What you have to do:
Each line with the string "types" is to be copied from the records below.

Data for the task:
....

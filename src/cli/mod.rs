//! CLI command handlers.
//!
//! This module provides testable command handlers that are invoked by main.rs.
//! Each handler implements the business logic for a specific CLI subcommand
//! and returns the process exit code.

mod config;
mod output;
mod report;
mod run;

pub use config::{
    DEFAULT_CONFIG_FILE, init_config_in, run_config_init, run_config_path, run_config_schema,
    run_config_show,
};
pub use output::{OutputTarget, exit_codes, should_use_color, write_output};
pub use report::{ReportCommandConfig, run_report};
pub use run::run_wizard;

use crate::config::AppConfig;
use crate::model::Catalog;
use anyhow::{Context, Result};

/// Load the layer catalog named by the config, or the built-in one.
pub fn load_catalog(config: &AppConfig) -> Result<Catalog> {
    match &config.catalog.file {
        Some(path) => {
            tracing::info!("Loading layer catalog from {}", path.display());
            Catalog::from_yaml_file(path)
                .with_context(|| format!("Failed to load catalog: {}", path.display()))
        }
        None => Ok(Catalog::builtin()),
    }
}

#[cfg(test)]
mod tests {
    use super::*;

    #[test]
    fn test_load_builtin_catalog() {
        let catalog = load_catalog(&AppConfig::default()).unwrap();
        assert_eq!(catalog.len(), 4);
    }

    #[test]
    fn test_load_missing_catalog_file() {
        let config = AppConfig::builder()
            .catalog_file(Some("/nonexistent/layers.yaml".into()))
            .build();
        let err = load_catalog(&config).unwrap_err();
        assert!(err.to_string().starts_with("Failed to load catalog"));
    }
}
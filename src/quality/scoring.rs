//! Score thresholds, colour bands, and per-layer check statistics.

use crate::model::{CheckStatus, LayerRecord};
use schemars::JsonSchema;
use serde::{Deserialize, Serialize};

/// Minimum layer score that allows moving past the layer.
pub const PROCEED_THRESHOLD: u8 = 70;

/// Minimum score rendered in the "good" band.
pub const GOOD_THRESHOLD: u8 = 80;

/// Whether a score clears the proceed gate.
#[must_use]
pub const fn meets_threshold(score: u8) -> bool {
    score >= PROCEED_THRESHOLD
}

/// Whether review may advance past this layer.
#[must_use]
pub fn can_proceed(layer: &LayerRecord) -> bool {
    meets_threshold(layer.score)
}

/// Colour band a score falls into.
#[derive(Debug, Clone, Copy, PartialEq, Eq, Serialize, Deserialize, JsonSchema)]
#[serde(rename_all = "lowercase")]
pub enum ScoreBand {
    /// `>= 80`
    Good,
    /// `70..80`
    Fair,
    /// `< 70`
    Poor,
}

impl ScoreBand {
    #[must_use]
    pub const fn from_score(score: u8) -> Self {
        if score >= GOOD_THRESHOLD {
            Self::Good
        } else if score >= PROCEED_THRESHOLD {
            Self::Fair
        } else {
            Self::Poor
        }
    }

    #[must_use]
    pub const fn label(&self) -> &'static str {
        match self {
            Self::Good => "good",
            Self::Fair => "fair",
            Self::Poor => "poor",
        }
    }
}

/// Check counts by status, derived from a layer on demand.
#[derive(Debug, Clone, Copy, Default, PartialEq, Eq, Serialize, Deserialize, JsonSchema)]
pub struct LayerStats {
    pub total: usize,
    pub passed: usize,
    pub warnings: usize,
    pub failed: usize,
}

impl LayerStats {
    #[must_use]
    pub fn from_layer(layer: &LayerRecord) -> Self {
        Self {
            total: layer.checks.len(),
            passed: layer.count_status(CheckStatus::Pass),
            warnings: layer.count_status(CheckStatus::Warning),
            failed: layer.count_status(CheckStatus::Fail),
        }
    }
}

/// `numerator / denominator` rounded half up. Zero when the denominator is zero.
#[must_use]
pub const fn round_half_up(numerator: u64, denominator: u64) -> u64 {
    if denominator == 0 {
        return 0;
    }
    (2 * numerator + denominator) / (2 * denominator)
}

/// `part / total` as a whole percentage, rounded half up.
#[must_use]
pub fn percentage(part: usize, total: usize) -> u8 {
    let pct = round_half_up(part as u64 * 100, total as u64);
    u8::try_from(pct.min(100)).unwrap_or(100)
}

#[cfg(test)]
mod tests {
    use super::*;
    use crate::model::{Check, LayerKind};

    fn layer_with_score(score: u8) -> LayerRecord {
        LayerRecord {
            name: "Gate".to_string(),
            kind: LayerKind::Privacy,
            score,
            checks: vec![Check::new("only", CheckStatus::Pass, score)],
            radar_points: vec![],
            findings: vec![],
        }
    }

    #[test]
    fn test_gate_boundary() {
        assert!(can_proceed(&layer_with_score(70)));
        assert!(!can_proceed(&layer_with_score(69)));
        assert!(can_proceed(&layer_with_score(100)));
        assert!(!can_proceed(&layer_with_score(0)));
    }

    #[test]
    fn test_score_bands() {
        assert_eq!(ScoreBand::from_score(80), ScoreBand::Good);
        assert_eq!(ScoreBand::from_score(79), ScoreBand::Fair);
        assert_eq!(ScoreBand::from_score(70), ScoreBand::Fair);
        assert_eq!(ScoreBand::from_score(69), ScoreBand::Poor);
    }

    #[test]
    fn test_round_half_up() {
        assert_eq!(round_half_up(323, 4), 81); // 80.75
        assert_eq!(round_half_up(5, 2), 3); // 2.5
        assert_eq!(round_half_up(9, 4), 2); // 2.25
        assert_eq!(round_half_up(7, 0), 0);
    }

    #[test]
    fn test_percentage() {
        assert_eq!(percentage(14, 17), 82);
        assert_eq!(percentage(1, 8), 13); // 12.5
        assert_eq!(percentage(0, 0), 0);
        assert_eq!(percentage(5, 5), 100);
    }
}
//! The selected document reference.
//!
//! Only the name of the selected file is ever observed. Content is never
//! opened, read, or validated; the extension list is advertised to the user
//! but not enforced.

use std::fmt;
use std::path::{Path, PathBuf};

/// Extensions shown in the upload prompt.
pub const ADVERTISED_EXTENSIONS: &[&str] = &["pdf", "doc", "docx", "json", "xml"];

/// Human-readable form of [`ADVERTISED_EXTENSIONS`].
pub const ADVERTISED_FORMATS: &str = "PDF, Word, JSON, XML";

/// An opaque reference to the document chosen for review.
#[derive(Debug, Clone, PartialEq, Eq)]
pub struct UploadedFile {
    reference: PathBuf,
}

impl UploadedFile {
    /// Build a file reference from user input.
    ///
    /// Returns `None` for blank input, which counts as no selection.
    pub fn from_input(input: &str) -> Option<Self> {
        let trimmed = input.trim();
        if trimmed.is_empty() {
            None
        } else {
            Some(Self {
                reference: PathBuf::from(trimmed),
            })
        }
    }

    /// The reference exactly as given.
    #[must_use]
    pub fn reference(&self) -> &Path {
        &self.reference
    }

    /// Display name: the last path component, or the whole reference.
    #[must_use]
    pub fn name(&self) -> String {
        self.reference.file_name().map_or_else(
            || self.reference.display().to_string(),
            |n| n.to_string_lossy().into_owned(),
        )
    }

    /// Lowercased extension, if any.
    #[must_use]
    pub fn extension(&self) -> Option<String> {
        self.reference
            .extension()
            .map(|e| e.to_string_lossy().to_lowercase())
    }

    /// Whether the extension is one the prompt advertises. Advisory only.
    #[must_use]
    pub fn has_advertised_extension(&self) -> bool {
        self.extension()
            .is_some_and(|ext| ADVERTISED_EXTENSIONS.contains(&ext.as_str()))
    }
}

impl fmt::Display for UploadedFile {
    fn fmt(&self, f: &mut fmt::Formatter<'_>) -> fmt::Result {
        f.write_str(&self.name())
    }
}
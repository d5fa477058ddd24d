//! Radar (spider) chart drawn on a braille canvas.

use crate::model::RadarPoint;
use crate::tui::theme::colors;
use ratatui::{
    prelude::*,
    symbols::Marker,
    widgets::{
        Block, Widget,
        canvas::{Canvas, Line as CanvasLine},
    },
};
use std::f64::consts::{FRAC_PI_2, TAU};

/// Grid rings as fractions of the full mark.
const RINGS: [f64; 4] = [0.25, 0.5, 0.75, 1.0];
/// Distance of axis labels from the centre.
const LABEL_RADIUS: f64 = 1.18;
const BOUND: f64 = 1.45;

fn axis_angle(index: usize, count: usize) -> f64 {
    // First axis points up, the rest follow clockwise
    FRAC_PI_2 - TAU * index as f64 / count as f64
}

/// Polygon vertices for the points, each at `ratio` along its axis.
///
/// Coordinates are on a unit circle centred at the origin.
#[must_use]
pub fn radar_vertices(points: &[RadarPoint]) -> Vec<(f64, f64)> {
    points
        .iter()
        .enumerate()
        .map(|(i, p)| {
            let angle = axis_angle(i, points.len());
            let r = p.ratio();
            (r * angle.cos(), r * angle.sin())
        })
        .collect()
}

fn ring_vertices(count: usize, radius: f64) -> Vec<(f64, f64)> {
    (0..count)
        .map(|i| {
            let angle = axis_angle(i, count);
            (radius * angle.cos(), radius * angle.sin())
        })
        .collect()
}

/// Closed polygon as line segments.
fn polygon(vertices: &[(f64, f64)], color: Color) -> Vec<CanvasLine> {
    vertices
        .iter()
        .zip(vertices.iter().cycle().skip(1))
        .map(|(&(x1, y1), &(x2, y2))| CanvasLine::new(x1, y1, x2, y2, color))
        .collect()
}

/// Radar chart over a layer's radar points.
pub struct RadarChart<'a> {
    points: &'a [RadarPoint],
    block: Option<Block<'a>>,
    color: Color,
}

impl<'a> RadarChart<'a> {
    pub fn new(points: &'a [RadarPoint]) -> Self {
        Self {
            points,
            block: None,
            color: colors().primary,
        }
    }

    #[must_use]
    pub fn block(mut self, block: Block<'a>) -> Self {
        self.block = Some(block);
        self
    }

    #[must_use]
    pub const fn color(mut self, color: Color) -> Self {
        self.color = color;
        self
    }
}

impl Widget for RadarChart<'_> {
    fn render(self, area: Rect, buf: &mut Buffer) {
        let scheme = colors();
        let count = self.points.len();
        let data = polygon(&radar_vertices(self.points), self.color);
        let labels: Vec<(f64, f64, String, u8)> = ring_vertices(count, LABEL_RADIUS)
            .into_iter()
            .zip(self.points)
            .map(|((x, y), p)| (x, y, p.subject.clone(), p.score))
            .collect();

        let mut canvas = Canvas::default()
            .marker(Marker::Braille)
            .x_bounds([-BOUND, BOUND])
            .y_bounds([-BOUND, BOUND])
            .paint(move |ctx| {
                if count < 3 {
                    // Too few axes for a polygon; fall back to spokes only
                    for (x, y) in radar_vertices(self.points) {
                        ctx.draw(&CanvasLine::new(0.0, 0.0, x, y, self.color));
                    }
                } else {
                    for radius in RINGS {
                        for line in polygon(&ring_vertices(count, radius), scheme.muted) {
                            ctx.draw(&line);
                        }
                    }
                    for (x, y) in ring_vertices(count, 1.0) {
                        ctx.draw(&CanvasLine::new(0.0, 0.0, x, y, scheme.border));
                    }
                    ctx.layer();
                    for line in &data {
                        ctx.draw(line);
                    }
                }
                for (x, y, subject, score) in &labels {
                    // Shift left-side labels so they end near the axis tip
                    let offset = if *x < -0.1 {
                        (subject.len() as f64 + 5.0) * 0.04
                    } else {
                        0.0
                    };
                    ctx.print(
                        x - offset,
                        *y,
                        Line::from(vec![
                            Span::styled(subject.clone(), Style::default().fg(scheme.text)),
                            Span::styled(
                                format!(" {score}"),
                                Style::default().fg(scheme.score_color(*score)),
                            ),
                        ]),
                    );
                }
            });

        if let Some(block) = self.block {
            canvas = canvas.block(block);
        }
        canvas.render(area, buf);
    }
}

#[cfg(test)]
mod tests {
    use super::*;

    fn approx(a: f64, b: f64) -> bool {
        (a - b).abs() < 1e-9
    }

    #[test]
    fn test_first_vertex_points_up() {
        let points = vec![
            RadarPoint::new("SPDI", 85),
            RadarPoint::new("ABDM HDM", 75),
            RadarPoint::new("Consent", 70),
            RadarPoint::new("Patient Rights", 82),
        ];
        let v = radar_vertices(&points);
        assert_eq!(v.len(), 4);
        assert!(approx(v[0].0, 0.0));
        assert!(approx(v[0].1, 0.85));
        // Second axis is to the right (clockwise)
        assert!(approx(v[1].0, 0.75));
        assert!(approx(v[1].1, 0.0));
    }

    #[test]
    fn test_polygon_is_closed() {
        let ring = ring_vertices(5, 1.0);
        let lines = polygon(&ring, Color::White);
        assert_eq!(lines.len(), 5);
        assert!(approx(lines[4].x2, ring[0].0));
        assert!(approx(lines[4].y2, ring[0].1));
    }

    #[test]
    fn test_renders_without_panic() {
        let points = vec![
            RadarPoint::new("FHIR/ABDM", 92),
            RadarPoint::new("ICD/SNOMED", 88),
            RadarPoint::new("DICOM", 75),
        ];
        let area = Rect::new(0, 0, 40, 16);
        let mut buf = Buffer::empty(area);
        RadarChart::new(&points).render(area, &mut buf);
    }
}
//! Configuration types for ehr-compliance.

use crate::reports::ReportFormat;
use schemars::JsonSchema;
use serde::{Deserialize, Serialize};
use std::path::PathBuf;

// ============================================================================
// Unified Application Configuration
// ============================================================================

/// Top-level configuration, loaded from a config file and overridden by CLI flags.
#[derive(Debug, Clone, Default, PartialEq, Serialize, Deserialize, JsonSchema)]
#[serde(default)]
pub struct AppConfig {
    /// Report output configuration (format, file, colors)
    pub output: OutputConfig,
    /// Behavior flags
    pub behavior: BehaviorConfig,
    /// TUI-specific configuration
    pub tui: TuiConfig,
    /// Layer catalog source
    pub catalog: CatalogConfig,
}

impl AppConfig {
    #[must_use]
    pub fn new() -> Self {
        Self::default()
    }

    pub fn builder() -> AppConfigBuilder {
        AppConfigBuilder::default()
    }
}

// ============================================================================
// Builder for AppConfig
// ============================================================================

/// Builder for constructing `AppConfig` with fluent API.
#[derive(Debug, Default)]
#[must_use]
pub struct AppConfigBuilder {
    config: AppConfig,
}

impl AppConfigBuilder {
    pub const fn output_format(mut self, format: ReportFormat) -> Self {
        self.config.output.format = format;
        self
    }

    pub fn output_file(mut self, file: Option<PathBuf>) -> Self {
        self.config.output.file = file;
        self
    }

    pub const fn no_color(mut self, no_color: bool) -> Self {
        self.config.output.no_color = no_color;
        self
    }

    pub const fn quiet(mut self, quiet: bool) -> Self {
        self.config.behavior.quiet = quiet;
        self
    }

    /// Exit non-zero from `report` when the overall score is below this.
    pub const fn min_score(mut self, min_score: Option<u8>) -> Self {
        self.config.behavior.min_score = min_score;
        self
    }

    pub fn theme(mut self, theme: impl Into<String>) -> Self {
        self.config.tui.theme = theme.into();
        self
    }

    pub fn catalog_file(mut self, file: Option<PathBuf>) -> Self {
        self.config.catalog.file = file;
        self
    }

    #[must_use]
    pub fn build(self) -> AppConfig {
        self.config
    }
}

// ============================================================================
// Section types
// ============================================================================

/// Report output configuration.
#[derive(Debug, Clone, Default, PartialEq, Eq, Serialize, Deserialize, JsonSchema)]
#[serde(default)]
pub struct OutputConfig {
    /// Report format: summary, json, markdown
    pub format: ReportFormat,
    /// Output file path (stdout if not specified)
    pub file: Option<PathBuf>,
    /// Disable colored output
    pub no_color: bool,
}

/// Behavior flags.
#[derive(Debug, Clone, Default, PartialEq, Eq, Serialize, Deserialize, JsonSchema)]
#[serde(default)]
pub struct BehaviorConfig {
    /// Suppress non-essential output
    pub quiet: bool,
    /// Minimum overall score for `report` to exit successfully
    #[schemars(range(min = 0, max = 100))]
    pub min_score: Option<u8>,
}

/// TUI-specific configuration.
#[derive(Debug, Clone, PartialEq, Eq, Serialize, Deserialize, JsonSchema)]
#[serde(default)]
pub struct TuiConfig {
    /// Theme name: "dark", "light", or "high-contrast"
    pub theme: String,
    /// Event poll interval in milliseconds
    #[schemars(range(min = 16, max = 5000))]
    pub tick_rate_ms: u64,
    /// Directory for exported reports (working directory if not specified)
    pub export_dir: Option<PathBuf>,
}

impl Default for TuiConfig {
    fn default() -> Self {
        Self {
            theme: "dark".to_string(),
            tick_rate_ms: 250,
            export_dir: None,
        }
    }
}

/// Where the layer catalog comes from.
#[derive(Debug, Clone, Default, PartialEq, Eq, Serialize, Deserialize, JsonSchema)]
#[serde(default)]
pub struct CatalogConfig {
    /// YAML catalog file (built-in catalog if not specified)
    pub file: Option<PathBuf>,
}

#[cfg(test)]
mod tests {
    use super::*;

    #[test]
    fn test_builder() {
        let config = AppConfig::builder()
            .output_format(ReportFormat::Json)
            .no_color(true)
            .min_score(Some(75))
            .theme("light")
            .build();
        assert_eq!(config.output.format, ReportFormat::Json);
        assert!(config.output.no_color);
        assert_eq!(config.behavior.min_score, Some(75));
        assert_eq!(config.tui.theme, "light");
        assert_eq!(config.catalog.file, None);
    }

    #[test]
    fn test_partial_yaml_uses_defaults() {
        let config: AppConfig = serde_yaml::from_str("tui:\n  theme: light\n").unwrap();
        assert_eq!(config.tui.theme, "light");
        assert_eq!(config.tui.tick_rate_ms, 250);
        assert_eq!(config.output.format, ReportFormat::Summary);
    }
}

....

Task solution:
//! Configuration types for ehr-compliance.
// Section types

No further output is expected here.